Image by Robert Scoble

Image by Robert Scoble

Brittany Weinberg is project manager and influence specialist for the MedStar Center for Health Influence and Engagement at the MedStar Institute for Innovation (MI2), and today she shares a guest post with Zansors on wearables for an older population. There are common pitfalls innovators need to understand––and avoid––in order to successfully support older adults who often have one or more chronic conditions.

Stakes are high when we consider wearables for older adults. On one hand, the healthcare support a wearable can provide this population is an immense opportunity to affect quality of life and overall health. On the other hand, it’s a demographic that requires special considerations, and often involves large government stakeholders like Medicare.

This presents obstacles to innovators that have not been fully explored. Best practices are yet to be defined in this new space, so it’s clear common mistakes are not generally due to a lack of trying or caring. It is difficult as an innovator to balance the daily tasks of designing a product and running a company while also seeing the broader, macro landscape of wearable technology, particularly as it relates to an older generation. In the meantime, here are three mistakes that are common yet avoidable if you know what to look for.

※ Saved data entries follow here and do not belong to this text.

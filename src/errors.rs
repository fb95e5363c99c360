//! API error types.
//!
//! Every variant maps to an HTTP status code and renders the shared
//! [`Envelope`](crate::envelope::Envelope).  The enum implements
//! [`axum::response::IntoResponse`] so handlers can simply return
//! `Err(ApiError::NotFound { .. })`.

use axum::http::StatusCode;
use axum::response::{IntoResponse, Response};
use thiserror::Error;

use crate::auth::AuthError;
use crate::envelope::{respond, Envelope};

/// Generate a 16-character hex request ID.
pub fn generate_request_id() -> String {
    let bytes: [u8; 8] = rand::random();
    hex::encode(bytes)
}

/// Errors surfaced to API callers.
#[derive(Debug, Error)]
pub enum ApiError {
    /// Malformed input or a disallowed upload; nothing was mutated.
    #[error("{message}")]
    Validation { message: String },

    /// The bearer token was missing, malformed, mis-signed or expired.
    #[error("Not authorized")]
    Unauthorized(#[from] AuthError),

    /// The addressed document does not exist.
    #[error("{entity} {key} not found")]
    NotFound { entity: &'static str, key: String },

    /// A business-rule refusal reported with HTTP 200 and `status: failed`
    /// (wrong credentials, username already taken).
    #[error("{message}")]
    Rejected { message: String },

    /// A store call failed. The underlying error text is exposed.
    #[error("{0}")]
    Internal(#[from] anyhow::Error),
}

impl ApiError {
    /// Shorthand for a validation failure.
    pub fn validation(message: impl Into<String>) -> Self {
        ApiError::Validation {
            message: message.into(),
        }
    }

    /// Return the HTTP status code for this error.
    pub fn status_code(&self) -> StatusCode {
        match self {
            ApiError::Validation { .. } => StatusCode::BAD_REQUEST,
            ApiError::Unauthorized(_) => StatusCode::UNAUTHORIZED,
            ApiError::NotFound { .. } => StatusCode::NOT_FOUND,
            ApiError::Rejected { .. } => StatusCode::OK,
            ApiError::Internal(_) => StatusCode::INTERNAL_SERVER_ERROR,
        }
    }
}

impl From<garde::Report> for ApiError {
    fn from(report: garde::Report) -> Self {
        ApiError::validation(report.to_string())
    }
}

impl IntoResponse for ApiError {
    fn into_response(self) -> Response {
        let status = self.status_code();
        match &self {
            ApiError::Unauthorized(reason) => {
                let mut envelope = Envelope::failed(self.to_string());
                envelope.error = Some(reason.to_string());
                respond(status, envelope)
            }
            ApiError::Internal(err) => {
                tracing::error!("internal error: {err:#}");
                respond(status, Envelope::failed(format!("{err:#}")))
            }
            _ => respond(status, Envelope::failed(self.to_string())),
        }
    }
}
//! Prometheus metrics for Folio.
//!
//! Installs a global Prometheus recorder using `metrics-exporter-prometheus`,
//! defines metric name constants, provides a middleware for HTTP RED
//! metrics, and exposes the `/metrics` endpoint handler.  Media and
//! document operations are counted from the services.

use axum::http::{Request, StatusCode};
use axum::response::{IntoResponse, Response};
use metrics::{counter, describe_counter, describe_histogram, histogram};
use metrics_exporter_prometheus::{PrometheusBuilder, PrometheusHandle};
use std::sync::OnceLock;
use std::time::Instant;

// -- Metric name constants ----------------------------------------------------

/// Total HTTP requests (counter). Labels: method, path, status.
pub const HTTP_REQUESTS_TOTAL: &str = "folio_http_requests_total";

/// HTTP request duration in seconds (histogram). Labels: method, path.
pub const HTTP_REQUEST_DURATION_SECONDS: &str = "folio_http_request_duration_seconds";

/// Media store operations (counter). Labels: operation, status.
pub const MEDIA_OPERATIONS_TOTAL: &str = "folio_media_operations_total";

/// Bytes written to the media store (counter).
pub const MEDIA_BYTES_WRITTEN_TOTAL: &str = "folio_media_bytes_written_total";

/// Metadata store operations (counter). Labels: operation, collection, status.
pub const DOCUMENT_OPERATIONS_TOTAL: &str = "folio_document_operations_total";

/// Media objects removed by the reconciler (counter).
pub const RECONCILE_REMOVED_TOTAL: &str = "folio_reconcile_removed_total";

// -- Global recorder installation ---------------------------------------------

static PROMETHEUS_HANDLE: OnceLock<PrometheusHandle> = OnceLock::new();

/// Install the global Prometheus metrics recorder. Idempotent.
pub fn init_metrics() -> &'static PrometheusHandle {
    PROMETHEUS_HANDLE.get_or_init(|| {
        PrometheusBuilder::new()
            .install_recorder()
            .expect("failed to install Prometheus recorder")
    })
}

/// Register metric descriptions with the global recorder.
pub fn describe_metrics() {
    describe_counter!(HTTP_REQUESTS_TOTAL, "Total HTTP requests");
    describe_histogram!(
        HTTP_REQUEST_DURATION_SECONDS,
        "HTTP request duration in seconds"
    );
    describe_counter!(MEDIA_OPERATIONS_TOTAL, "Media store operations by type");
    describe_counter!(MEDIA_BYTES_WRITTEN_TOTAL, "Bytes written to the media store");
    describe_counter!(
        DOCUMENT_OPERATIONS_TOTAL,
        "Metadata store operations by type and collection"
    );
    describe_counter!(
        RECONCILE_REMOVED_TOTAL,
        "Unreferenced media objects removed by the reconciler"
    );
}

// -- Operation counters -------------------------------------------------------

fn outcome<T, E>(result: &Result<T, E>) -> &'static str {
    if result.is_ok() {
        "ok"
    } else {
        "error"
    }
}

/// Count one media store call.
pub fn record_media_op<T, E>(operation: &'static str, result: &Result<T, E>) {
    counter!(MEDIA_OPERATIONS_TOTAL, "operation" => operation, "status" => outcome(result))
        .increment(1);
}

/// Count one metadata store call.
pub fn record_document_op<T, E>(
    operation: &'static str,
    collection: &'static str,
    result: &Result<T, E>,
) {
    counter!(
        DOCUMENT_OPERATIONS_TOTAL,
        "operation" => operation,
        "collection" => collection,
        "status" => outcome(result)
    )
    .increment(1);
}

// -- Metrics middleware -------------------------------------------------------

/// Axum middleware that records HTTP RED metrics for every request.
///
/// Excludes `/metrics` from self-instrumentation.
pub async fn metrics_middleware(
    req: Request<axum::body::Body>,
    next: axum::middleware::Next,
) -> Response {
    if req.uri().path() == "/metrics" {
        return next.run(req).await;
    }

    let method = req.method().to_string();
    let path = normalize_path(req.uri().path());

    let start = Instant::now();
    let response = next.run(req).await;
    let duration = start.elapsed().as_secs_f64();
    let status = response.status().as_u16().to_string();

    counter!(HTTP_REQUESTS_TOTAL, "method" => method.clone(), "path" => path.clone(), "status" => status).increment(1);
    histogram!(HTTP_REQUEST_DURATION_SECONDS, "method" => method, "path" => path).record(duration);

    response
}

// -- Path normalization -------------------------------------------------------

/// Normalize a request path to its route template so ids and slugs do not
/// become label values.
///
/// Examples:
/// - `/blog/hello-world` -> `/blog/{id}`
/// - `/blog/publish/42` -> `/blog/publish/{id}`
/// - `/users/updateprofile` -> `/users/updateprofile`
/// - `/nope/a/b/c` -> `/{other}`
fn normalize_path(path: &str) -> String {
    let segments: Vec<&str> = path
        .trim_start_matches('/')
        .split('/')
        .filter(|s| !s.is_empty())
        .collect();
    let template = match segments.as_slice() {
        [] => "/",
        ["health"] => "/health",
        ["metrics"] => "/metrics",
        ["openapi.json"] => "/openapi.json",
        ["login"] => "/login",
        ["blog"] => "/blog",
        ["blog", "updatethumbnail", _] => "/blog/updatethumbnail/{id}",
        ["blog", "publish", _] => "/blog/publish/{id}",
        ["blog", _] => "/blog/{id}",
        ["users"] => "/users",
        ["users", "updateprofile"] => "/users/updateprofile",
        ["users", "edit", _] => "/users/edit/{id}",
        ["users", _] => "/users/{id}",
        _ => "/{other}",
    };
    template.to_string()
}

// -- Metrics endpoint handler -------------------------------------------------

/// `GET /metrics` -- Render Prometheus exposition format text.
pub async fn metrics_handler() -> impl IntoResponse {
    let body = PROMETHEUS_HANDLE
        .get()
        .map(PrometheusHandle::render)
        .unwrap_or_default();
    (
        StatusCode::OK,
        [("content-type", "text/plain; version=0.0.4")],
        body,
    )
}

// -- Tests --------------------------------------------------------------------

#[cfg(test)]
mod tests {
    use super::*;

    #[test]
    fn test_normalize_path_fixed_routes() {
        assert_eq!(normalize_path("/"), "/");
        assert_eq!(normalize_path("/health"), "/health");
        assert_eq!(normalize_path("/login"), "/login");
        assert_eq!(normalize_path("/blog"), "/blog");
        assert_eq!(normalize_path("/users/"), "/users");
    }

    #[test]
    fn test_normalize_path_blog() {
        assert_eq!(normalize_path("/blog/hello-world"), "/blog/{id}");
        assert_eq!(
            normalize_path("/blog/updatethumbnail/abc"),
            "/blog/updatethumbnail/{id}"
        );
        assert_eq!(normalize_path("/blog/publish/abc"), "/blog/publish/{id}");
    }

    #[test]
    fn test_normalize_path_users() {
        assert_eq!(normalize_path("/users/123"), "/users/{id}");
        assert_eq!(normalize_path("/users/edit/123"), "/users/edit/{id}");
        assert_eq!(
            normalize_path("/users/updateprofile"),
            "/users/updateprofile"
        );
    }

    #[test]
    fn test_normalize_path_unknown() {
        assert_eq!(normalize_path("/a/b/c/d"), "/{other}");
    }
}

Mistake #1: Not Understanding Regulations

Rules and regulations are responding to the evolving nature of technology and ever-changing landscape of healthcare. Innovators should understand current regulations, particularly around Medicare and Medicaid, and plan for regulation changes, so that they can anticipate emerging trends and hack existing trends.

  • Understanding the regulations helps innovators designing wearables:
  • Appreciate current trends and anticipate changes
  • Recognize where regulations are spurring (and funding) innovations
  • Identify opportunities for regulatory hacking 

Recently, 1776 spent an entire day discussing hacking regulations. Where are the gaps? Where can innovators utilize their experience, creativity, and technology to create solutions to for the problems of today (and yesterday)? And why should innovators hack regulations?

Want to learn more about regulatory hacking? Listen to this great podcast on regulatory hacking.

So, what does this mean for your wearable?

You’ll need to stay up-to-date on rules and regulations that directly or indirectly impact your wearable, and maintain enough flexibility in your product design to respond to regulation changes and opportunities as well as regulation hack opportunities.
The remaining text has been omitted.